Quote every line below exactly as it reads.

● ● ● ●

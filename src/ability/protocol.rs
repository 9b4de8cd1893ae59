//! JSON contract shared with ability backends (`POST /resolve`).

use serde::{Deserialize, Serialize};

use crate::nlg::Nlg;
use crate::nlu::Nlu;

/// Conversation state handed back to the caller and returned on the next turn.
///
/// `slot_filling` belongs to the ability that opened it. Only its presence
/// matters here; its content is forwarded untouched.
#[derive(Debug, Clone, Default, PartialEq, Serialize, Deserialize)]
pub struct Context {
    #[serde(default, skip_serializing_if = "String::is_empty")]
    pub last_ability: String,
    #[serde(default, skip_serializing_if = "Option::is_none")]
    pub slot_filling: Option<serde_json::Value>,
}

impl Context {
    /// An ability is waiting for the user to fill a slot.
    pub fn is_slot_filling(&self) -> bool {
        self.slot_filling.is_some()
    }
}

/// Device information sent with each turn.
#[derive(Debug, Clone, Default, PartialEq, Serialize, Deserialize)]
pub struct Device {
    #[serde(default, skip_serializing_if = "serde_json::Map::is_empty", deserialize_with = "crate::nlg::null_as_default")]
    pub state: serde_json::Map<String, serde_json::Value>,
    #[serde(default, skip_serializing_if = "Vec::is_empty", deserialize_with = "crate::nlg::null_as_default")]
    pub instruments: Vec<serde_json::Value>,
}

/// Body posted to an ability's `/resolve` endpoint.
#[derive(Debug, Clone, Default, PartialEq, Serialize, Deserialize)]
pub struct Request {
    pub nlu: Nlu,
    #[serde(default)]
    pub context: Context,
    #[serde(default)]
    pub device: Device,
}

/// Structured reply of an ability, or a canned reply built locally.
#[derive(Debug, Clone, Default, PartialEq, Serialize, Deserialize)]
pub struct Response {
    #[serde(default)]
    pub nlg: Nlg,
    #[serde(default, skip_serializing_if = "Option::is_none")]
    pub visu: Option<serde_json::Value>,
    #[serde(default, skip_serializing_if = "Option::is_none")]
    pub actions: Option<serde_json::Value>,
    #[serde(default, skip_serializing_if = "std::ops::Not::not")]
    pub auto_reprompt: bool,
    #[serde(default)]
    pub context: Context,
}

impl Response {
    /// A reply carrying only a sentence, with an empty context.
    pub fn simple(sentence: impl Into<String>) -> Self {
        Self {
            nlg: Nlg::sentence(sentence),
            ..Default::default()
        }
    }
}

#[cfg(test)]
mod tests {
    use super::*;

    #[test]
    fn null_slot_filling_means_no_slot() {
        let ctx: Context =
            serde_json::from_str(r#"{"last_ability":"shopping","slot_filling":null}"#).unwrap();
        assert!(!ctx.is_slot_filling());
        assert_eq!(ctx.last_ability, "shopping");
    }

    #[test]
    fn slot_filling_is_kept_verbatim() {
        let raw = serde_json::json!({"missing": ["city"], "nested": {"n": 1}});
        let ctx = Context {
            last_ability: "weather".into(),
            slot_filling: Some(raw.clone()),
        };
        let back: Context = serde_json::from_value(serde_json::to_value(&ctx).unwrap()).unwrap();
        assert_eq!(back.slot_filling, Some(raw));
    }

    #[test]
    fn response_decodes_partial_body() {
        let resp: Response =
            serde_json::from_str(r#"{"nlg":{"sentence":"It is sunny"},"auto_reprompt":false}"#)
                .unwrap();
        assert_eq!(resp.nlg.sentence, "It is sunny");
        assert_eq!(resp.context, Context::default());
        assert!(resp.visu.is_none());
    }

    #[test]
    fn null_collections_decode_as_empty() {
        let resp: Response =
            serde_json::from_str(r#"{"nlg":{"sentence":"ok","params":null},"context":{}}"#)
                .unwrap();
        assert_eq!(resp.nlg.sentence, "ok");
        assert!(resp.nlg.params.is_empty());

        let device: Device =
            serde_json::from_str(r#"{"state":null,"instruments":null}"#).unwrap();
        assert_eq!(device, Device::default());
    }

    #[test]
    fn simple_response_has_zero_context() {
        let resp = Response::simple("Hello");
        assert_eq!(resp.nlg.sentence, "Hello");
        assert!(!resp.auto_reprompt);
        assert_eq!(resp.context, Context::default());
    }
}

● ● ● ●

- SOLUTION FOR THIS PROBLEM -
filename src/ability/protocol.rs
repository 9b4de8cd1893ae59
//! JSON contract shared with ability backends (`POST /resolve`).

use serde::{Deserialize, Serialize};

use crate::nlg::Nlg;
use crate::nlu::Nlu;

/// Conversation state handed back to the caller and returned on the next turn.
///
/// `slot_filling` belongs to the ability that opened it. Only its presence
/// matters here; its content is forwarded untouched.
#[derive(Debug, Clone, Default, PartialEq, Serialize, Deserialize)]
pub struct Context {
    #[serde(default, skip_serializing_if = "String::is_empty")]
    pub last_ability: String,
    #[serde(default, skip_serializing_if = "Option::is_none")]
    pub slot_filling: Option<serde_json::Value>,
}

impl Context {
    /// An ability is waiting for the user to fill a slot.
    pub fn is_slot_filling(&self) -> bool {
        self.slot_filling.is_some()
    }
}

/// Device information sent with each turn.
#[derive(Debug, Clone, Default, PartialEq, Serialize, Deserialize)]
pub struct Device {
    #[serde(default, skip_serializing_if = "serde_json::Map::is_empty", deserialize_with = "crate::nlg::null_as_default")]
    pub state: serde_json::Map<String, serde_json::Value>,
    #[serde(default, skip_serializing_if = "Vec::is_empty", deserialize_with = "crate::nlg::null_as_default")]
    pub instruments: Vec<serde_json::Value>,
}

/// Body posted to an ability's `/resolve` endpoint.
#[derive(Debug, Clone, Default, PartialEq, Serialize, Deserialize)]
pub struct Request {
    pub nlu: Nlu,
    #[serde(default)]
    pub context: Context,
    #[serde(default)]
    pub device: Device,
}

/// Structured reply of an ability, or a canned reply built locally.
#[derive(Debug, Clone, Default, PartialEq, Serialize, Deserialize)]
pub struct Response {
    #[serde(default)]
    pub nlg: Nlg,
    #[serde(default, skip_serializing_if = "Option::is_none")]
    pub visu: Option<serde_json::Value>,
    #[serde(default, skip_serializing_if = "Option::is_none")]
    pub actions: Option<serde_json::Value>,
    #[serde(default, skip_serializing_if = "std::ops::Not::not")]
    pub auto_reprompt: bool,
    #[serde(default)]
    pub context: Context,
}

impl Response {
    /// A reply carrying only a sentence, with an empty context.
    pub fn simple(sentence: impl Into<String>) -> Self {
        Self {
            nlg: Nlg::sentence(sentence),
            ..Default::default()
        }
    }
}

#[cfg(test)]
mod tests {
    use super::*;

    #[test]
    fn null_slot_filling_means_no_slot() {
        let ctx: Context =
            serde_json::from_str(r#"{"last_ability":"shopping","slot_filling":null}"#).unwrap();
        assert!(!ctx.is_slot_filling());
        assert_eq!(ctx.last_ability, "shopping");
    }

    #[test]
    fn slot_filling_is_kept_verbatim() {
        let raw = serde_json::json!({"missing": ["city"], "nested": {"n": 1}});
        let ctx = Context {
            last_ability: "weather".into(),
            slot_filling: Some(raw.clone()),
        };
        let back: Context = serde_json::from_value(serde_json::to_value(&ctx).unwrap()).unwrap();
        assert_eq!(back.slot_filling, Some(raw));
    }

    #[test]
    fn response_decodes_partial_body() {
        let resp: Response =
            serde_json::from_str(r#"{"nlg":{"sentence":"It is sunny"},"auto_reprompt":false}"#)
                .unwrap();
        assert_eq!(resp.nlg.sentence, "It is sunny");
        assert_eq!(resp.context, Context::default());
        assert!(resp.visu.is_none());
    }

    #[test]
    fn null_collections_decode_as_empty() {
        let resp: Response =
            serde_json::from_str(r#"{"nlg":{"sentence":"ok","params":null},"context":{}}"#)
                .unwrap();
        assert_eq!(resp.nlg.sentence, "ok");
        assert!(resp.nlg.params.is_empty());

        let device: Device =
            serde_json::from_str(r#"{"state":null,"instruments":null}"#).unwrap();
        assert_eq!(device, Device::default());
    }

    #[test]
    fn simple_response_has_zero_context() {
        let resp = Response::simple("Hello");
        assert_eq!(resp.nlg.sentence, "Hello");
        assert!(!resp.auto_reprompt);
        assert_eq!(resp.context, Context::default());
    }
}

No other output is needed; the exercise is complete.